Question

Find the angle between the vectors if \(|\vec{a}|=|\vec{b}|=3\sqrt{2}\) and \(\vec{a}.\vec{b}=9\sqrt{3}\).

(a) \(\frac{π}{6}\)

(b) \(\frac{π}{5}\)

(c) \(\frac{π}{3}\)

(d) \(\frac{π}{2}\)

This question was addressed to me in an interview.

Asked question is from Product of Two Vectors-2 in section Vector Algebra of Mathematics – Class 12

Answer 1

The correct answer is (a) \(\frac{π}{6}\)
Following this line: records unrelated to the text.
//! # Events emitted by the supervisor and the recorder.
//!
//! Each component publishes a tagged enum describing what happened:
//! - [`SupervisorEvent`]: connection lifecycle, backoff pacing and relayed client traffic;
//! - [`RecorderEvent`]: schema setup, flush outcomes, shutdown and forwarded traffic.
//!
//! Every event travels inside an [`Event`] envelope that carries a global
//! sequence number and a wall-clock timestamp.
//!
//! ## Ordering guarantees
//! `seq` is unique and increases monotonically across all buses in the
//! process. Use it to restore the exact order when events from both
//! components are merged.
//!
//! ## Example
//! ```rust
//! use elkvisor::{Event, SupervisorEvent};
//!
//! let a = Event::new(SupervisorEvent::Starting);
//! let b = Event::new(SupervisorEvent::Started { connected: true });
//! assert!(a.seq < b.seq);
//! assert_eq!(b.kind.as_label(), "started");
//! ```

use std::sync::atomic::{AtomicU64, Ordering as AtomicOrdering};
use std::time::SystemTime;

use crate::client::Message;
use crate::error::{ClientError, SupervisorError};
use crate::policies::BackoffStep;

/// Global sequence counter for event ordering.
static EVENT_SEQ: AtomicU64 = AtomicU64::new(0);

/// Envelope shared by all event kinds.
#[derive(Clone, Debug)]
pub struct Event<K> {
    /// Globally unique, monotonically increasing sequence number.
    pub seq: u64,
    /// Wall-clock timestamp.
    pub at: SystemTime,
    /// What happened.
    pub kind: K,
}

impl<K> Event<K> {
    /// Creates a new event with the current timestamp and the next sequence number.
    pub fn new(kind: K) -> Self {
        Self {
            seq: EVENT_SEQ.fetch_add(1, AtomicOrdering::Relaxed),
            at: SystemTime::now(),
            kind,
        }
    }

    /// Converts the kind, keeping `seq` and `at`.
    pub fn map<T>(self, f: impl FnOnce(K) -> T) -> Event<T> {
        Event {
            seq: self.seq,
            at: self.at,
            kind: f(self.kind),
        }
    }
}

/// Lifecycle and traffic events of the connection supervisor.
#[derive(Clone, Debug, PartialEq)]
pub enum SupervisorEvent {
    /// `start()` accepted; the initial connect is about to be issued.
    Starting,
    /// The initial connect settled.
    Started {
        /// Whether the connect succeeded.
        connected: bool,
    },
    /// The client reported a usable session; backoff has been reset.
    Ready,
    /// The client reported an error (does not trigger a reconnect by itself).
    ClientError(ClientError),
    /// An inbound message relayed from the client.
    Message(Message),
    /// A bare acknowledgement relayed from the client.
    Ok,
    /// The client lost its connection.
    Disconnected(Option<ClientError>),
    /// A reconnect attempt was scheduled.
    Wait(BackoffStep),
    /// A scheduled reconnect attempt fired and a connect was issued.
    Retry(BackoffStep),
    /// Teardown began; carries the cause for forced teardowns.
    Stopping(Option<SupervisorError>),
    /// Teardown finished; carries the cause for forced teardowns.
    Stopped(Option<SupervisorError>),
    /// A terminal supervisor failure.
    Error(SupervisorError),
    /// The loop fell behind the client's event stream and lost events.
    Lagged {
        /// Client events dropped.
        skipped: u64,
    },
}

impl SupervisorEvent {
    /// Returns a short stable label (kebab-case) for use in logs.
    pub fn as_label(&self) -> &'static str {
        match self {
            SupervisorEvent::Starting => "starting",
            SupervisorEvent::Started { .. } => "started",
            SupervisorEvent::Ready => "ready",
            SupervisorEvent::ClientError(_) => "client-error",
            SupervisorEvent::Message(_) => "message",
            SupervisorEvent::Ok => "ok",
            SupervisorEvent::Disconnected(_) => "disconnected",
            SupervisorEvent::Wait(_) => "wait",
            SupervisorEvent::Retry(_) => "retry",
            SupervisorEvent::Stopping(_) => "stopping",
            SupervisorEvent::Stopped(_) => "stopped",
            SupervisorEvent::Error(_) => "error",
            SupervisorEvent::Lagged { .. } => "lagged",
        }
    }
}

/// Events of the message recorder.
#[derive(Clone, Debug, PartialEq)]
pub enum RecorderEvent {
    /// `init()` began against the given table and store.
    Init {
        /// Target table.
        table: String,
        /// Human-readable store description (no credentials).
        target: String,
    },
    /// The target table was absent and is being created.
    Schema {
        /// Target table.
        table: String,
    },
    /// A batch was written.
    Flush {
        /// Rows written.
        count: usize,
    },
    /// A batch write failed.
    FlushFailed {
        /// Rows in the failed batch.
        count: usize,
        /// Whether the batch went back to the head of the buffer.
        requeued: bool,
        /// Store error message.
        error: String,
    },
    /// `close()` began.
    Closing,
    /// `close()` finished; no further flush will run.
    Closed,
    /// An inbound message (heartbeats included, even when not stored).
    Message(Message),
    /// A bare acknowledgement.
    Ok,
    /// The recorder fell behind its source; that many events never reached the buffer.
    Lagged {
        /// Source events dropped.
        skipped: u64,
    },
}

impl RecorderEvent {
    /// Returns a short stable label (kebab-case) for use in logs.
    pub fn as_label(&self) -> &'static str {
        match self {
            RecorderEvent::Init { .. } => "init",
            RecorderEvent::Schema { .. } => "schema",
            RecorderEvent::Flush { .. } => "flush",
            RecorderEvent::FlushFailed { .. } => "flush-failed",
            RecorderEvent::Closing => "closing",
            RecorderEvent::Closed => "closed",
            RecorderEvent::Message(_) => "message",
            RecorderEvent::Ok => "ok",
            RecorderEvent::Lagged { .. } => "lagged",
        }
    }
}

/// Inbound traffic the recorder cares about.
#[derive(Clone, Debug, PartialEq)]
pub enum Inbound {
    /// A parsed message.
    Message(Message),
    /// A bare acknowledgement.
    Ok,
}

/// Anything that can carry inbound traffic for the recorder.
///
/// Implemented by [`SupervisorEvent`] and [`ClientEvent`](crate::ClientEvent)
/// so the recorder can sit behind either.
pub trait AsInbound {
    /// Returns the inbound traffic carried by this event, if any.
    fn as_inbound(&self) -> Option<Inbound>;
}

impl AsInbound for SupervisorEvent {
    fn as_inbound(&self) -> Option<Inbound> {
        match self {
            SupervisorEvent::Message(m) => Some(Inbound::Message(m.clone())),
            SupervisorEvent::Ok => Some(Inbound::Ok),
            _ => None,
        }
    }
}

/// Either component's event, for consumers that watch both.
#[derive(Clone, Debug, PartialEq)]
pub enum AppEvent {
    Supervisor(SupervisorEvent),
    Recorder(RecorderEvent),
}
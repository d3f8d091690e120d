//! # Event bus for broadcasting component events.
//!
//! [`Bus`] is a thin wrapper around [`tokio::sync::broadcast`]. The supervisor
//! and the recorder each own one; publishing never blocks their event loop.
//!
//! ## Architecture
//! ```text
//! Publisher (one loop):           Receivers (many):
//!   supervisor loop ──► Bus<SupervisorEvent> ──┬──► MessageRecorder (Message / Ok)
//!                                              ├──► AppContext listener ──► SubscriberSet
//!                                              └──► callers of subscribe()
//! ```
//!
//! ## Rules
//! - **Non-blocking publish**: `publish()` calls `broadcast::Sender::send` and returns.
//! - **Bounded capacity**: one ring buffer of recent events shared by all receivers.
//! - **Lag handling**: slow receivers get `RecvError::Lagged(n)` and skip `n` oldest items.
//! - **No persistence**: events are dropped if nobody is subscribed at send time.

use tokio::sync::broadcast;

use super::event::Event;

/// Broadcast channel for [`Event`]s of kind `K`.
///
/// Cheap to clone (holds an `Arc`-backed sender).
#[derive(Debug)]
pub struct Bus<K> {
    tx: broadcast::Sender<Event<K>>,
}

impl<K> Clone for Bus<K> {
    fn clone(&self) -> Self {
        Self {
            tx: self.tx.clone(),
        }
    }
}

impl<K: Clone> Bus<K> {
    /// Creates a new bus with the given channel capacity (clamped to at least 1).
    pub fn new(capacity: usize) -> Self {
        let (tx, _rx) = broadcast::channel::<Event<K>>(capacity.max(1));
        Self { tx }
    }

    /// Wraps `kind` into a fresh [`Event`] and publishes it.
    pub fn emit(&self, kind: K) {
        self.publish(Event::new(kind));
    }

    /// Publishes an event to all active receivers.
    ///
    /// If there are no receivers, the event is dropped.
    pub fn publish(&self, ev: Event<K>) {
        let _ = self.tx.send(ev);
    }

    /// Creates a new receiver that observes events sent after this call.
    pub fn subscribe(&self) -> broadcast::Receiver<Event<K>> {
        self.tx.subscribe()
    }

    /// Number of live receivers.
    pub fn receiver_count(&self) -> usize {
        self.tx.receiver_count()
    }
}
//! Proof-system parameters
//!
//! Selects the backend proof system and an optional point count. The same
//! parameters must be used to prove and to verify.

use serde::{Deserialize, Serialize};
use std::fmt;
use std::str::FromStr;

use crate::{ProverConfig, ProverError, Result};

/// Proof system selector
#[derive(Debug, Clone, Copy, Default, PartialEq, Eq, Hash, Serialize, Deserialize)]
#[serde(rename_all = "snake_case")]
pub enum ProofType {
    /// UltraHonk with Poseidon2 transcript
    #[default]
    UltraHonk,
    /// UltraHonk with Keccak transcript, for EVM verifiers
    UltraHonkKeccak,
    /// UltraPlonk
    UltraPlonk,
}

impl ProofType {
    /// Wire name of this proof type
    pub fn as_str(self) -> &'static str {
        match self {
            ProofType::UltraHonk => "ultra_honk",
            ProofType::UltraHonkKeccak => "ultra_honk_keccak",
            ProofType::UltraPlonk => "ultra_plonk",
        }
    }
}

impl fmt::Display for ProofType {
    fn fmt(&self, f: &mut fmt::Formatter<'_>) -> fmt::Result {
        f.write_str(self.as_str())
    }
}

impl FromStr for ProofType {
    type Err = ProverError;

    fn from_str(s: &str) -> Result<Self> {
        match s.to_ascii_lowercase().as_str() {
            "ultra_honk" => Ok(ProofType::UltraHonk),
            "ultra_honk_keccak" => Ok(ProofType::UltraHonkKeccak),
            "ultra_plonk" => Ok(ProofType::UltraPlonk),
            _ => Err(ProverError::Parameter(format!("unknown proof type `{}`", s))),
        }
    }
}

/// Parameters shared by a prove call and its verification
#[derive(Debug, Clone, Copy, Default, PartialEq, Eq, Hash, Serialize, Deserialize)]
pub struct ProofSystemParameters {
    /// Proof system
    pub proof_type: ProofType,
    /// Committed point count; `None` lets the circuit size decide
    pub num_points: Option<u32>,
}

impl ProofSystemParameters {
    /// Create parameters
    pub fn new(proof_type: ProofType, num_points: Option<u32>) -> Self {
        Self { proof_type, num_points }
    }

    /// Resolve boundary strings against configured defaults
    ///
    /// Absent or empty strings fall back to `config`. A point count must be
    /// a positive decimal integer.
    pub fn from_transport(
        proof_type: Option<&str>,
        num_points: Option<&str>,
        config: &ProverConfig,
    ) -> Result<Self> {
        let proof_type = match proof_type.filter(|s| !s.is_empty()) {
            Some(s) => s.parse()?,
            None => config.default_proof_type,
        };

        let num_points = match num_points.filter(|s| !s.is_empty()) {
            Some(s) => {
                let points: u32 = s.parse().map_err(|_| {
                    ProverError::Parameter(format!("numPoints `{}` is not a positive integer", s))
                })?;
                if points == 0 {
                    return Err(ProverError::Parameter("numPoints must be positive".to_string()));
                }
                Some(points)
            }
            None => config.default_num_points,
        };

        Ok(Self { proof_type, num_points })
    }

    /// SRS points needed by a circuit of `circuit_size` under these parameters
    pub fn srs_requirement(&self, circuit_size: u32) -> u32 {
        circuit_size.max(self.num_points.unwrap_or(0))
    }
}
Explanation: We know that, \(\vec{a}.\vec{b}=|\vec{a}|.|\vec{b}| \,cos⁡θ\)

Given that, \(|\vec{a}|=|\vec{b}|=3\sqrt{2} \,and \,\vec{a}.\vec{b}=9\sqrt{3}\)

\(cos⁡θ=\frac{\vec{a}.\vec{b}}{|\vec{a}|.|\vec{b}|}=\frac{9\sqrt{3}}{(3\sqrt{2})^2}=\frac{\sqrt{3}}{2}\)

\(θ=cos^{-1}\frac{\sqrt{3}}{2}=\frac{π}{6}\).